▶ [Goal of the exercise]:
Return each line of the records below that contains the word "LoanTerms".

▶ [Records for the exercise]:
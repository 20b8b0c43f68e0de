use chrono::NaiveDate;
use clap::Args;
use rust_decimal::Decimal;
use serde_json::Value;

use agrifin_core::repayment::{self, InstallmentPlanInput, LoanSummaryInput};
use agrifin_core::terms::LoanTerms;

use super::TermUnitArg;
use crate::input;

/// Arguments for the installments command
#[derive(Args)]
pub struct InstallmentsArgs {
    /// Loan principal
    #[arg(long, alias = "amount")]
    pub principal: Option<Decimal>,

    /// Annual interest rate in percent
    #[arg(long, alias = "interest")]
    pub rate: Option<Decimal>,

    /// Term length, in --term-unit
    #[arg(long)]
    pub term: Option<u32>,

    /// Unit of --term
    #[arg(long, value_enum, default_value = "months")]
    pub term_unit: TermUnitArg,

    /// Date the loan was booked (YYYY-MM-DD); defaults to today
    #[arg(long)]
    pub origination: Option<NaiveDate>,

    /// Path to JSON/YAML input file (overrides individual flags)
    #[arg(long)]
    pub input: Option<String>,
}

/// Arguments for the loan-summary command
#[derive(Args)]
pub struct LoanSummaryArgs {
    /// Path to a JSON/YAML loan record, or `{ loan, as_of }`
    #[arg(long)]
    pub input: Option<String>,

    /// Date to judge due dates against (YYYY-MM-DD); defaults to today
    #[arg(long)]
    pub as_of: Option<NaiveDate>,
}

pub fn run_installments(args: InstallmentsArgs) -> Result<Value, Box<dyn std::error::Error>> {
    let plan_input = match input::load_value(args.input.as_deref())? {
        Some(mut data) => {
            if let Value::Object(map) = &mut data {
                match args.origination {
                    Some(date) => {
                        map.insert("origination_date".into(), serde_json::to_value(date)?);
                    }
                    None if !map.contains_key("origination_date") => {
                        map.insert("origination_date".into(), serde_json::to_value(today())?);
                    }
                    None => {}
                }
            }
            serde_json::from_value(data)?
        }
        None => InstallmentPlanInput {
            terms: LoanTerms {
                principal: args
                    .principal
                    .ok_or("--principal is required (or provide --input)")?,
                annual_interest_rate_percent: args
                    .rate
                    .ok_or("--rate is required (or provide --input)")?,
                term_count: args.term.ok_or("--term is required (or provide --input)")?,
                term_unit: args.term_unit.into(),
            },
            origination_date: args.origination.unwrap_or_else(today),
        },
    };

    let result = repayment::build_installments(&plan_input)?;
    Ok(serde_json::to_value(result)?)
}

pub fn run_loan_summary(args: LoanSummaryArgs) -> Result<Value, Box<dyn std::error::Error>> {
    let data = input::require::<Value>(args.input.as_deref(), "loan-summary")?;
    let summary_input: LoanSummaryInput = serde_json::from_value(with_as_of(data, args.as_of)?)?;
    let result = repayment::analyze_loan(&summary_input)?;
    Ok(serde_json::to_value(result)?)
}

/// Accept either a bare loan record or `{ loan, as_of }`; the flag wins over
/// a date in the document, and today fills in when neither is given.
fn with_as_of(data: Value, as_of: Option<NaiveDate>) -> Result<Value, Box<dyn std::error::Error>> {
    let mut doc = match data {
        Value::Object(map) if map.contains_key("loan") => map,
        other => {
            let mut map = serde_json::Map::new();
            map.insert("loan".into(), other);
            map
        }
    };
    match as_of {
        Some(date) => {
            doc.insert("as_of".into(), serde_json::to_value(date)?);
        }
        None if !doc.contains_key("as_of") => {
            doc.insert("as_of".into(), serde_json::to_value(today())?);
        }
        None => {}
    }
    Ok(Value::Object(doc))
}

pub(crate) fn today() -> NaiveDate {
    chrono::Local::now().date_naive()
}

#[cfg(test)]
mod tests {
    use super::*;
    use serde_json::json;

    #[test]
    fn test_bare_loan_is_wrapped() {
        let date = NaiveDate::from_ymd_opt(2025, 5, 1).unwrap();
        let doc = with_as_of(json!({ "id": "L-1" }), Some(date)).unwrap();
        assert_eq!(doc["loan"]["id"], "L-1");
        assert_eq!(doc["as_of"], "2025-05-01");
    }

    #[test]
    fn test_document_date_kept_without_flag() {
        let doc = with_as_of(json!({ "loan": {}, "as_of": "2024-12-31" }), None).unwrap();
        assert_eq!(doc["as_of"], "2024-12-31");
    }
}
pub mod csv_out;
pub mod json;
pub mod minimal;
pub mod table;

use rust_decimal::Decimal;
use serde_json::Value;
use std::str::FromStr;

use agrifin_core::money::{format_currency, format_percent};

use crate::OutputFormat;

/// Dispatch output to the appropriate formatter.
pub fn format_output(format: &OutputFormat, value: &Value, currency: &str) {
    match format {
        OutputFormat::Json => json::print_json(value),
        OutputFormat::Table => table::print_table(value, currency),
        OutputFormat::Csv => csv_out::print_csv(value),
        OutputFormat::Minimal => minimal::print_minimal(value, currency),
    }
}

/// Array fields that carry the per-period or per-loan rows of a result.
pub(crate) const ROW_FIELDS: [&str; 5] = [
    "schedule",
    "installments",
    "loan_breakdown",
    "payment_history",
    "status_distribution",
];

const MONEY_SUFFIXES: [&str; 8] = [
    "payment",
    "amount",
    "balance",
    "portion",
    "interest",
    "repayment",
    "principal",
    "repaid",
];

pub(crate) fn is_money_field(key: &str) -> bool {
    !key.ends_with("_percent") && MONEY_SUFFIXES.iter().any(|s| key.ends_with(s))
}

fn as_decimal(value: &Value) -> Option<Decimal> {
    match value {
        Value::String(s) => Decimal::from_str(s).ok(),
        Value::Number(n) => Decimal::from_str(&n.to_string()).ok(),
        _ => None,
    }
}

/// Human-readable rendering of a result field: money as currency, shares as
/// percentages, everything else as-is.
pub(crate) fn display_value(key: &str, value: &Value, currency: &str) -> String {
    if key.ends_with("_percent") {
        if let Some(d) = as_decimal(value) {
            return format_percent(d);
        }
    } else if is_money_field(key) {
        if let Some(d) = as_decimal(value) {
            return format_currency(d, currency);
        }
    }
    plain_value(value)
}

pub(crate) fn plain_value(value: &Value) -> String {
    match value {
        Value::String(s) => s.clone(),
        Value::Number(n) => n.to_string(),
        Value::Bool(b) => b.to_string(),
        Value::Null => String::new(),
        _ => serde_json::to_string(value).unwrap_or_default(),
    }
}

▶ [Response box]:
use agrifin_core::terms::LoanTerms;
            terms: LoanTerms {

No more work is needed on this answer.